_What the task asks_
Go through the records, and copy each line in which the string "traits" is present.

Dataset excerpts
=====

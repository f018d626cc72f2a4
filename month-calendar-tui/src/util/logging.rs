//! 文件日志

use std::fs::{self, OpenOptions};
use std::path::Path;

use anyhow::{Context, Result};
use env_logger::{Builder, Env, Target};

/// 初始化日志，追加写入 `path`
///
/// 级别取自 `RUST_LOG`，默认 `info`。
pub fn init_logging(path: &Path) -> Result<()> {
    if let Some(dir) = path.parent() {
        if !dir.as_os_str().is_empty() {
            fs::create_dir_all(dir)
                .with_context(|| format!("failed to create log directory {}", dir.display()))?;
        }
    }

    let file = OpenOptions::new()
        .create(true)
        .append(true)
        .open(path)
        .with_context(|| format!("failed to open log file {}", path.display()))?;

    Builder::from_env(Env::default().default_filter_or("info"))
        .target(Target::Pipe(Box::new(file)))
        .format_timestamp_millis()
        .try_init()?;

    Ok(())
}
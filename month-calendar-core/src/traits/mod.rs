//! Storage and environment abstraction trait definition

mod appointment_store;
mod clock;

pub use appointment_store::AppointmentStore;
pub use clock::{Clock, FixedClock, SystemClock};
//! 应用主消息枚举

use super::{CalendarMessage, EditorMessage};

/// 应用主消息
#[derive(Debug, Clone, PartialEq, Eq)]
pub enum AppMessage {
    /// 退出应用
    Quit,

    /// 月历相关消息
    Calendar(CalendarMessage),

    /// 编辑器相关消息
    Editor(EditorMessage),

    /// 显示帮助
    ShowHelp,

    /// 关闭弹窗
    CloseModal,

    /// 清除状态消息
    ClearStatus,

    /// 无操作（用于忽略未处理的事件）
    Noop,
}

=====

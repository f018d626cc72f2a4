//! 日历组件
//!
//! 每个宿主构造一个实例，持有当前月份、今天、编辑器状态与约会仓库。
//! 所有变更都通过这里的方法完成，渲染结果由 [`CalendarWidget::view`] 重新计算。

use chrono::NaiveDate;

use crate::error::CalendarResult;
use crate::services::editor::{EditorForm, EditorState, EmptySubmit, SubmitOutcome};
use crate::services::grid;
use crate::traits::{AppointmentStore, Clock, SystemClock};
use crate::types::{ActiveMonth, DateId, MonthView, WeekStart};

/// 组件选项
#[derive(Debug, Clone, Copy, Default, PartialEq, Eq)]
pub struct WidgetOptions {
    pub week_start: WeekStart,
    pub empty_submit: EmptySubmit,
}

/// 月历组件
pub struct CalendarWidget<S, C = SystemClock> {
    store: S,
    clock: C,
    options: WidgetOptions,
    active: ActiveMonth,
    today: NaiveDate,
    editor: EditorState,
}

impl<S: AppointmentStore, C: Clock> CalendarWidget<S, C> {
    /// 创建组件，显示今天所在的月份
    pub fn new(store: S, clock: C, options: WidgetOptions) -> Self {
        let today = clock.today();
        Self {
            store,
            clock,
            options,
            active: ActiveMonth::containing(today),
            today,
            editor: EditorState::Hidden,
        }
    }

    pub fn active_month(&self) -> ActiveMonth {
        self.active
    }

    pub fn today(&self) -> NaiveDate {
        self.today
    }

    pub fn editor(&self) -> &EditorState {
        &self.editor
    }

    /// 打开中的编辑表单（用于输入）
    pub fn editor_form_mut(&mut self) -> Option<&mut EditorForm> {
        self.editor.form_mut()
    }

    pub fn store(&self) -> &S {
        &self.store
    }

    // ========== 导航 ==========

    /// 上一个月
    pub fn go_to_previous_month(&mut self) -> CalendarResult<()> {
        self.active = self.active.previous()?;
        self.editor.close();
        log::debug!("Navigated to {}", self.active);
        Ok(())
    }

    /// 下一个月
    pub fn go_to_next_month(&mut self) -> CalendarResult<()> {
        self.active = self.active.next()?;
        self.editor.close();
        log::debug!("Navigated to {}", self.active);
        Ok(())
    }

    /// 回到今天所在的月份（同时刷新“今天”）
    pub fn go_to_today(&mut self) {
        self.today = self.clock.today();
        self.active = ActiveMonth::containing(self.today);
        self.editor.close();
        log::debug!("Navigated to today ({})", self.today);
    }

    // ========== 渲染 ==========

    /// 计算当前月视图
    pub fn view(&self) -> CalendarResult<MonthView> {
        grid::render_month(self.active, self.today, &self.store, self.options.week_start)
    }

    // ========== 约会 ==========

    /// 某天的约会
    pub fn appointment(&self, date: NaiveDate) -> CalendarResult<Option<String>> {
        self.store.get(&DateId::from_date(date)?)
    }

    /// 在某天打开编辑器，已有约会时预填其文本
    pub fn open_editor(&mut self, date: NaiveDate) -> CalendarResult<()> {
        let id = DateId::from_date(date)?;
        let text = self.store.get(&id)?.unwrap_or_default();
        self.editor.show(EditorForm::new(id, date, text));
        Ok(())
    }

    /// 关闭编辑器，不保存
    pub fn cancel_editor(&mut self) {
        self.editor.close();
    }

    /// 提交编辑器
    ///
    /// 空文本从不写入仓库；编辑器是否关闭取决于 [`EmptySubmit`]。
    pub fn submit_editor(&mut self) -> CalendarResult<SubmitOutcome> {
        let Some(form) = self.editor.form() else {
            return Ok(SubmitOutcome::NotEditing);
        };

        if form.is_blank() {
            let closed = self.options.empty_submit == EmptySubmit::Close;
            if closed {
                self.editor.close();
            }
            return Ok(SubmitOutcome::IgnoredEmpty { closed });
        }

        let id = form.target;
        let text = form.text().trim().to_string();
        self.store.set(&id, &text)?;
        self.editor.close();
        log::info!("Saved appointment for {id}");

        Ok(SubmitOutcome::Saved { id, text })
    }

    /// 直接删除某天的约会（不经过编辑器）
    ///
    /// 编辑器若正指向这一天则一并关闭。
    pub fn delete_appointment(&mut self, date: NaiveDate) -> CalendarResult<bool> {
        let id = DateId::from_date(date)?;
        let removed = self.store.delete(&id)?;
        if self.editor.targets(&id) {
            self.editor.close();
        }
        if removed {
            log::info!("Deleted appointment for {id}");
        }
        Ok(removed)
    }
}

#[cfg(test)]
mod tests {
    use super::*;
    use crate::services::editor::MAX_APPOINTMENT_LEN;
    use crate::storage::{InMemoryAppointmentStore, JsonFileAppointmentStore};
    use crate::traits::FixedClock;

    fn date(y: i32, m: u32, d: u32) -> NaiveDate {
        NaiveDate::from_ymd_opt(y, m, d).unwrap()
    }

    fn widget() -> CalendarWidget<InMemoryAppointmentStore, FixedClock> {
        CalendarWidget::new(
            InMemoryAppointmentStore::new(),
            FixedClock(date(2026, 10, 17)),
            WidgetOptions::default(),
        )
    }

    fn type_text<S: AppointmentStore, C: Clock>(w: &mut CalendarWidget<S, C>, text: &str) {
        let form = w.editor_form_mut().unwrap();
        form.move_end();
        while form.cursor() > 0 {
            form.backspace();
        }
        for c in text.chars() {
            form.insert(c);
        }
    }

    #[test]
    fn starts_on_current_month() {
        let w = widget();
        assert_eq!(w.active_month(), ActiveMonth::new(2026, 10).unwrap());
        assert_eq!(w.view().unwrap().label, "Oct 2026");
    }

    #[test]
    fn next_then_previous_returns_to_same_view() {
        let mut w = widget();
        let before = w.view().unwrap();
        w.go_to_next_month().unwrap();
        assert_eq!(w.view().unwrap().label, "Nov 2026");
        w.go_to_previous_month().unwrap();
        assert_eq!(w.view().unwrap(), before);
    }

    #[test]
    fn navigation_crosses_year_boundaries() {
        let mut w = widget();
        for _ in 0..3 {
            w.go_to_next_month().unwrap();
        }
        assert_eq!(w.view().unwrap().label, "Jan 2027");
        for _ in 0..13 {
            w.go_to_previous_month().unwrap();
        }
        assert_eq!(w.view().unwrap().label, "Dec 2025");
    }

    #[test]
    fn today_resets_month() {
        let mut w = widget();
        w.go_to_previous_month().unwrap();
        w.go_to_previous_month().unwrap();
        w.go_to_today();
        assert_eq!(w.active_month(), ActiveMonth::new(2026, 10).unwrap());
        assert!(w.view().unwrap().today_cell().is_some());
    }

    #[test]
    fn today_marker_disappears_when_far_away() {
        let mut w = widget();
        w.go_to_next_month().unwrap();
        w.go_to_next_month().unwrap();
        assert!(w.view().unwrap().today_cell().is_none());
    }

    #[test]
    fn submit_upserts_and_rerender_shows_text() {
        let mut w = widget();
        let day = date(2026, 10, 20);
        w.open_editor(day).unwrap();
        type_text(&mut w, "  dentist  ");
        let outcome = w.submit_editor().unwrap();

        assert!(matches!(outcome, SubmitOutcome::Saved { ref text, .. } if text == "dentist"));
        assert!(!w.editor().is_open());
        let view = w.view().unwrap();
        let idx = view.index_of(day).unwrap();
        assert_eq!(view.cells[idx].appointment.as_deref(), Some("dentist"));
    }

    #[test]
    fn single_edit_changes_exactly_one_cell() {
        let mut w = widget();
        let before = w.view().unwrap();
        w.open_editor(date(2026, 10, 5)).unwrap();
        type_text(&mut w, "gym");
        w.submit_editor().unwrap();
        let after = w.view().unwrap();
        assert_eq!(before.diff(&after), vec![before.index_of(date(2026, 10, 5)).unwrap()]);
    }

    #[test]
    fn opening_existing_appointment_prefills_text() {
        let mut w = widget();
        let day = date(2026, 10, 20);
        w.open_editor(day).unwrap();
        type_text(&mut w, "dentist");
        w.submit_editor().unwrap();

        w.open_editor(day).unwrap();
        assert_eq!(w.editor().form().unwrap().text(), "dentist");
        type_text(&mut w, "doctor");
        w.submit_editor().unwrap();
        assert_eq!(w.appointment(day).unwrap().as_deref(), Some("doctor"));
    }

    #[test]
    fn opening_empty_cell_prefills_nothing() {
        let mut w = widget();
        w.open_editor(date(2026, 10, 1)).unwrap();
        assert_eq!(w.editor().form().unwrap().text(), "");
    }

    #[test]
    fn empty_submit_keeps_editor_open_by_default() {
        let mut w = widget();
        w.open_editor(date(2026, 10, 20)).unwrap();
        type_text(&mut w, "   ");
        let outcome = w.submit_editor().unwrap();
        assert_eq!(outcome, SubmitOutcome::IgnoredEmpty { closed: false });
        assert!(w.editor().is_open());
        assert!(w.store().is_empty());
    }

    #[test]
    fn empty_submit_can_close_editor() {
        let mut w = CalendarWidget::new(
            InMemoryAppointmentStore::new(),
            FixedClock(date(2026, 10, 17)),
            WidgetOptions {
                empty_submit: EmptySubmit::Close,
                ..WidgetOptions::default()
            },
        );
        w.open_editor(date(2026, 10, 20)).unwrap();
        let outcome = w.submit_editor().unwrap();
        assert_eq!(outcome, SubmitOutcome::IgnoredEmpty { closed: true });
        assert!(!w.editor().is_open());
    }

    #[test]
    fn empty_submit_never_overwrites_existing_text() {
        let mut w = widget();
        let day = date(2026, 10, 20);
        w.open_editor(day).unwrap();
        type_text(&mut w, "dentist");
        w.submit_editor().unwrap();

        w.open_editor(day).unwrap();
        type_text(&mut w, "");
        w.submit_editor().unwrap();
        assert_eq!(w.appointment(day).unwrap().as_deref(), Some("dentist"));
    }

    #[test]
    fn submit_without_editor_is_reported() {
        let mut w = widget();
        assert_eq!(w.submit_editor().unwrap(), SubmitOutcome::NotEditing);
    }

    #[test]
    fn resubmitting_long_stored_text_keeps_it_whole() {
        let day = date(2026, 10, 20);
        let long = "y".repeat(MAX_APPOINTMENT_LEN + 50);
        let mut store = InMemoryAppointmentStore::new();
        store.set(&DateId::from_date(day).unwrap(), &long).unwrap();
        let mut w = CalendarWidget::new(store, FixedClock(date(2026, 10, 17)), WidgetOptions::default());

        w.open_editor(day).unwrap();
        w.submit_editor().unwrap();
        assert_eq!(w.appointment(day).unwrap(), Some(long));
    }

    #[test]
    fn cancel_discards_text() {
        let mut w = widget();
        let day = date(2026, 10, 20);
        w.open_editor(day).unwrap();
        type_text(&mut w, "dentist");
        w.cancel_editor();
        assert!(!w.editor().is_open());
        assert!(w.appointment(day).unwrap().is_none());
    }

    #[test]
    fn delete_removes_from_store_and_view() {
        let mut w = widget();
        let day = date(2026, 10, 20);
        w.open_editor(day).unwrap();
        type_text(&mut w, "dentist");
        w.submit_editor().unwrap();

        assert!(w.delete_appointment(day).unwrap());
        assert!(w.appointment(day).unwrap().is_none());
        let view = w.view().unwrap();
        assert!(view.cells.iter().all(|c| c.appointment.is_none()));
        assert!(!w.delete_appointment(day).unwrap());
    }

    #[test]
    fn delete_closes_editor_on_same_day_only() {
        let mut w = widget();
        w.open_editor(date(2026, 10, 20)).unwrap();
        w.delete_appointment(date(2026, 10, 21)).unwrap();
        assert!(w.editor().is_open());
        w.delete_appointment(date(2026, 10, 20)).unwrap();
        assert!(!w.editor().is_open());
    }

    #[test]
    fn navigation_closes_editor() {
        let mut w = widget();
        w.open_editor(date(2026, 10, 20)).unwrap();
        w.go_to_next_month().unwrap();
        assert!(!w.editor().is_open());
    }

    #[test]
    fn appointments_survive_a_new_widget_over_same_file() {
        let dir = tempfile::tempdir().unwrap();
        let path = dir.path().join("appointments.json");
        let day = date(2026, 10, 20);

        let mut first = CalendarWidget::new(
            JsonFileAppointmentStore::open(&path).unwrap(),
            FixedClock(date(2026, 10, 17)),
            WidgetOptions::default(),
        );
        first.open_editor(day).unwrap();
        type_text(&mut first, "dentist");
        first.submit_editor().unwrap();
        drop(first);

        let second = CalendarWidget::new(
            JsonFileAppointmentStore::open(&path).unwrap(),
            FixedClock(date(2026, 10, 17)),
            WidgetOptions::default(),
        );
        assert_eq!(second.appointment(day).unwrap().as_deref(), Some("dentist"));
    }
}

=====

_Exercise answer_
filename month-calendar-core/src/traits/mod.rs
use crate::traits::{AppointmentStore, Clock, SystemClock};
    use crate::traits::FixedClock;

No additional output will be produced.